Penggunaan Rokok Elektrik di Selandia Baru Membantu Orang Berhenti Merokok?
Hasil studi di Selandia Baru menunjukkan, penggunaan rokok elektrik justru dapat membantu orang berhenti merokok lebih cepat.
Editor: Toni Bramantoro
TRIBUNNEWS.COM, JAKARTA - Hasil studi di Selandia Baru menunjukkan, penggunaan rokok elektrik justru dapat membantu orang berhenti merokok lebih cepat.
Ini akan semakin efektif bila digunakan dengan terapi lain seperti permen. Hasil studi ini dipublikasikan para peneliti dari Lancet Respiratory Medicine 10 September lalu.
Profesor dan peneliti utama dari Universitas Auckland, Natalie Walker menjelaskan, penelitian yang dia lakukan menggunakan 1.124 sampel atau peserta. Sebesar 40% diantaranya merupakan penduduk asli Selandia Baru, Suku Maori.
Pasalnya, Suku Maori memiliki kebiasaan merokok. Perokok wanita Suku Maori bahkan lebih banyak dibanding pria.
Para peneliti membagi peserta menjadi tiga kelompok sebelum secara acak menetapkan metode khusus. Mulai dari rokok elektrik mengandung nikotin sampai tanpa nikotin.
Para peserta survei diminta untuk menggunakan produk rokok elektrik dua minggu sebelum berhenti dan kemudian melanjutkan selama 12 minggu.

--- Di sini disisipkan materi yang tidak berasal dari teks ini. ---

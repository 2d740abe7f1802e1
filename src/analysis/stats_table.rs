use crate::api::models::{StatsRow, MATCH_COLUMN, REGION_COLUMN, SEASON_COLUMN, STATS_FIELD};
use crate::error::AppError;
use serde::Serialize;
use serde_json::Value;
use tracing::debug;

/// Row view over a "Stats" collection. Every operation returns a new table.
#[derive(Debug, Clone, Default, PartialEq, Serialize)]
#[serde(transparent)]
pub struct StatsTable {
    rows: Vec<StatsRow>,
}

impl StatsTable {
    /// Projects the top-level "Stats" array of a player statistics result.
    pub fn from_stats(result: &Value) -> Result<Self, AppError> {
        let records = result
            .get(STATS_FIELD)
            .and_then(Value::as_array)
            .ok_or_else(|| {
                AppError::DecodeError(format!("response has no \"{}\" array", STATS_FIELD))
            })?;

        Self::from_records(records)
    }

    fn from_records(records: &[Value]) -> Result<Self, AppError> {
        let rows = records
            .iter()
            .enumerate()
            .map(|(idx, record)| {
                record.as_object().cloned().ok_or_else(|| {
                    AppError::DecodeError(format!(
                        "\"{}\" entry {} is not an object",
                        STATS_FIELD, idx
                    ))
                })
            })
            .collect::<Result<Vec<_>, _>>()?;

        Ok(StatsTable { rows })
    }

    pub fn rows(&self) -> &[StatsRow] {
        &self.rows
    }

    pub fn len(&self) -> usize {
        self.rows.len()
    }

    pub fn is_empty(&self) -> bool {
        self.rows.is_empty()
    }

    /// Union of row keys, in first-seen order.
    pub fn columns(&self) -> Vec<String> {
        let mut columns: Vec<String> = Vec::new();
        for row in &self.rows {
            for key in row.keys() {
                if !columns.iter().any(|c| c == key) {
                    columns.push(key.clone());
                }
            }
        }
        columns
    }

    pub fn get(&self, row: usize, column: &str) -> Option<&Value> {
        self.rows.get(row).and_then(|r| r.get(column))
    }

    /// Keeps rows whose `column` is a string exactly equal to `value`.
    pub fn filter_eq(&self, column: &str, value: &str) -> StatsTable {
        let rows = self
            .rows
            .iter()
            .filter(|row| row.get(column).and_then(Value::as_str) == Some(value))
            .cloned()
            .collect();

        StatsTable { rows }
    }

    /// Concatenates the nested "Stats" arrays of every row into a new table.
    pub fn expand_nested(&self) -> Result<StatsTable, AppError> {
        let mut rows = Vec::new();
        for row in &self.rows {
            let nested = row.get(STATS_FIELD).and_then(Value::as_array).ok_or_else(|| {
                AppError::DecodeError(format!("row has no nested \"{}\" array", STATS_FIELD))
            })?;
            rows.extend(Self::from_records(nested)?.rows);
        }

        Ok(StatsTable { rows })
    }
}

#[derive(Debug, Clone, Default, PartialEq, Eq)]
pub struct StatsFilter {
    pub region: Option<String>,
    pub match_mode: Option<String>,
    pub season: Option<String>,
}

impl StatsFilter {
    pub fn new() -> Self {
        Self::default()
    }

    pub fn region(mut self, region: impl Into<String>) -> Self {
        self.region = Some(region.into());
        self
    }

    pub fn match_mode(mut self, match_mode: impl Into<String>) -> Self {
        self.match_mode = Some(match_mode.into());
        self
    }

    pub fn season(mut self, season: impl Into<String>) -> Self {
        self.season = Some(season.into());
        self
    }

    pub fn apply(&self, table: &StatsTable) -> StatsTable {
        let predicates = [
            (REGION_COLUMN, self.region.as_deref()),
            (MATCH_COLUMN, self.match_mode.as_deref()),
            (SEASON_COLUMN, self.season.as_deref()),
        ];

        let mut filtered = table.clone();
        for (column, value) in predicates {
            if let Some(value) = value {
                filtered = filtered.filter_eq(column, value);
            }
        }

        debug!(
            before = table.len(),
            after = filtered.len(),
            filter = ?self,
            "filtered stats table"
        );
        filtered
    }
}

Peserta yang menggunakan rokok elektrik nikotin cenderung lebih cepat meninggalkan rokok selama enam bulan, antara 7% dan 17%. Untuk rokok elektrik bebas nikotin, persentasenya antara 4% dan 10%.
"Nikotin adalah sesuatu yang membuat orang menginginkan rokok. Namun, tar dan sekitar 4.000 bahan kimia berbahaya lainnya dalam asap tembakau yang menyebabkan kanker, penyakit jantung, masalah paru-paru dan penyakit lain yang berhubungan dengan merokok,” ujar Walker seperti dikutip dari nzherald.co.nz, Minggu (15/9/2019) lalu.
"Bahkan, bahan kimia lain itu lah yang membunuh dua dari tiga perokok bukan nikotin,” tutur Walker.
Sehingga, menurutnya, kasus kematian yang terjadi di AS bukan disebabkan oleh perangkat atau rokok elektriknya. Melainkan karena sesuatu yang semestinya tidak dimasukkan ke dalam rokok elektrik.
"Oleh karena itu, penting untuk membeli e-liquid dari pengecer terkemuka, bukan pasar gelap," jelas Walker.
Dia menambahkan, sebanyak 5.000 orang meninggal karena penyakit yang berhubungan dengan merokok di Selandia Baru.
”Sepengetahuan kami, tidak ada seorang pun di Selandia Baru yang meninggal akibat vaping," selorohnya.